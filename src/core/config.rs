use crate::config::{Config, migrate};
use crate::errors::{AppError, AppResult};
use std::fs;
use std::path::Path;
use std::process::Command;
use tracing::info;

/// Settings changes requested in one `config` invocation. Lists replace
/// the stored value as a whole.
#[derive(Debug, Default, Clone)]
pub struct ConfigChanges {
    pub goal: Option<u32>,
    pub areas: Option<Vec<String>>,
    pub headers: Option<Vec<String>>,
    pub extra_label: Option<String>,
    pub markers: Option<(String, String)>,
}

impl ConfigChanges {
    pub fn is_empty(&self) -> bool {
        self.goal.is_none()
            && self.areas.is_none()
            && self.headers.is_none()
            && self.extra_label.is_none()
            && self.markers.is_none()
    }
}

pub struct ConfigLogic;

impl ConfigLogic {
    pub fn print(cfg: &Config) -> AppResult<()> {
        let content = fs::read_to_string(cfg.config_file())?;
        println!("{}", content.trim_end());
        Ok(())
    }

    /// Keys missing from the stored file.
    pub fn check(cfg: &Config) -> AppResult<Vec<&'static str>> {
        migrate::missing_fields(config_dir(cfg)?)
    }

    /// Rewrite the stored file with every key present.
    pub fn migrate(cfg: &Config) -> AppResult<Vec<&'static str>> {
        migrate::upgrade(config_dir(cfg)?)
    }

    /// Open the file in `editor`, then `$EDITOR`, then a platform default.
    pub fn edit(cfg: &Config, editor: &Option<String>) -> AppResult<()> {
        let ed = editor
            .clone()
            .or_else(|| std::env::var("EDITOR").ok())
            .unwrap_or_else(|| default_editor().into());

        let status = Command::new(&ed)
            .arg(cfg.config_file())
            .status()
            .map_err(|e| AppError::Config(format!("cannot launch editor '{ed}': {e}")))?;

        if !status.success() {
            return Err(AppError::Config(format!("editor '{ed}' exited with {status}")));
        }
        Ok(())
    }

    /// Validate and apply every change, then persist once. Nothing is saved
    /// if any change is rejected.
    pub fn apply(cfg: &mut Config, changes: ConfigChanges) -> AppResult<()> {
        let mut next = cfg.clone();

        if let Some(goal) = changes.goal {
            next.set_goal(goal)?;
        }
        if let Some(areas) = changes.areas {
            next.replace_areas(areas)?;
        }
        if let Some(headers) = changes.headers {
            next.replace_headers(headers)?;
        }
        if let Some(label) = changes.extra_label {
            next.set_extra_label(&label)?;
        }
        if let Some((yes, no)) = changes.markers {
            next.set_markers(&yes, &no)?;
        }

        next.save()?;
        info!(revision = next.revision, "configuration updated");
        *cfg = next;
        Ok(())
    }
}

fn config_dir(cfg: &Config) -> AppResult<&Path> {
    cfg.config_file()
        .parent()
        .ok_or_else(|| AppError::Config("configuration path has no parent".into()))
}

fn default_editor() -> &'static str {
    if cfg!(windows) { "notepad" } else { "nano" }
}

#[cfg(test)]
mod tests {
    use super::*;
    use tempfile::TempDir;

    #[test]
    fn rejected_change_leaves_file_untouched() {
        let dir = TempDir::new().unwrap();
        let (mut cfg, _) = Config::load_in(dir.path()).unwrap();
        let before = fs::read_to_string(cfg.config_file()).unwrap();

        let changes = ConfigChanges {
            goal: Some(12),
            headers: Some(vec!["only".into(), "three".into(), "cols".into()]),
            ..Default::default()
        };
        assert!(ConfigLogic::apply(&mut cfg, changes).is_err());
        assert_eq!(cfg.default_goal, 8);
        assert_eq!(fs::read_to_string(cfg.config_file()).unwrap(), before);
    }

    #[test]
    fn accepted_changes_are_persisted() {
        let dir = TempDir::new().unwrap();
        let (mut cfg, _) = Config::load_in(dir.path()).unwrap();

        let changes = ConfigChanges {
            goal: Some(10),
            areas: Some(vec!["CT".into(), " AG ".into(), "CT".into()]),
            ..Default::default()
        };
        ConfigLogic::apply(&mut cfg, changes).unwrap();

        let (reloaded, existed) = Config::load_in(dir.path()).unwrap();
        assert!(existed);
        assert_eq!(reloaded.default_goal, 10);
        assert_eq!(reloaded.area_options, vec!["CT", "AG"]);
        assert_eq!(reloaded.revision, 1);
    }
}
use crate::cli::parser::{AddKind, Commands};
use crate::config::Config;
use crate::core::presence::{PresenceLogic, Submission};
use crate::core::report;
use crate::errors::AppResult;
use crate::store;
use crate::ui::messages::{success, warning};
use crate::utils::clock::{Clock, SystemClock};

/// Record today's presence and show the refreshed monthly report.
pub fn handle(cmd: &Commands, cfg: &Config) -> AppResult<()> {
    let Commands::Add { kind } = cmd else {
        return Ok(());
    };

    let (submission, confirm_extra) = match kind {
        AddKind::InPerson {
            area,
            note,
            confirm_extra,
        } => (
            Submission::InPerson {
                area: area.clone(),
                note: note.clone(),
            },
            *confirm_extra,
        ),
        AddKind::Remote { note } => (Submission::Remote { note: note.clone() }, false),
    };

    let clock = SystemClock;
    let mut store = store::open(cfg)?;
    let outcome = PresenceLogic::submit(store.as_mut(), cfg, &clock, submission, confirm_extra)?;

    if let Some(notice) = &outcome.notice {
        warning(notice);
    }

    let recorded = format!(
        "Recorded {} {}",
        outcome.record.display_date(),
        outcome.record.time_str()
    );
    match outcome.monthly_count {
        Some(n) => success(format!(
            "{recorded} ({n}/{} in-person days this month)",
            cfg.default_goal
        )),
        None => success(recorded),
    }

    println!();
    println!("{}", report::report_or_fallback(store.as_ref(), cfg, clock.today()).trim_end());
    Ok(())
}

───

Proceeding from the line containing "use tempfile::TempDir;" through the line containing "let (reloaded, existed)", transcribe the lines above exactly, both end lines included.

    use tempfile::TempDir;

    #[test]
    fn rejected_change_leaves_file_untouched() {
        let dir = TempDir::new().unwrap();
        let (mut cfg, _) = Config::load_in(dir.path()).unwrap();
        let before = fs::read_to_string(cfg.config_file()).unwrap();

        let changes = ConfigChanges {
            goal: Some(12),
            headers: Some(vec!["only".into(), "three".into(), "cols".into()]),
            ..Default::default()
        };
        assert!(ConfigLogic::apply(&mut cfg, changes).is_err());
        assert_eq!(cfg.default_goal, 8);
        assert_eq!(fs::read_to_string(cfg.config_file()).unwrap(), before);
    }

    #[test]
    fn accepted_changes_are_persisted() {
        let dir = TempDir::new().unwrap();
        let (mut cfg, _) = Config::load_in(dir.path()).unwrap();

        let changes = ConfigChanges {
            goal: Some(10),
            areas: Some(vec!["CT".into(), " AG ".into(), "CT".into()]),
            ..Default::default()
        };
        ConfigLogic::apply(&mut cfg, changes).unwrap();

        let (reloaded, existed) = Config::load_in(dir.path()).unwrap();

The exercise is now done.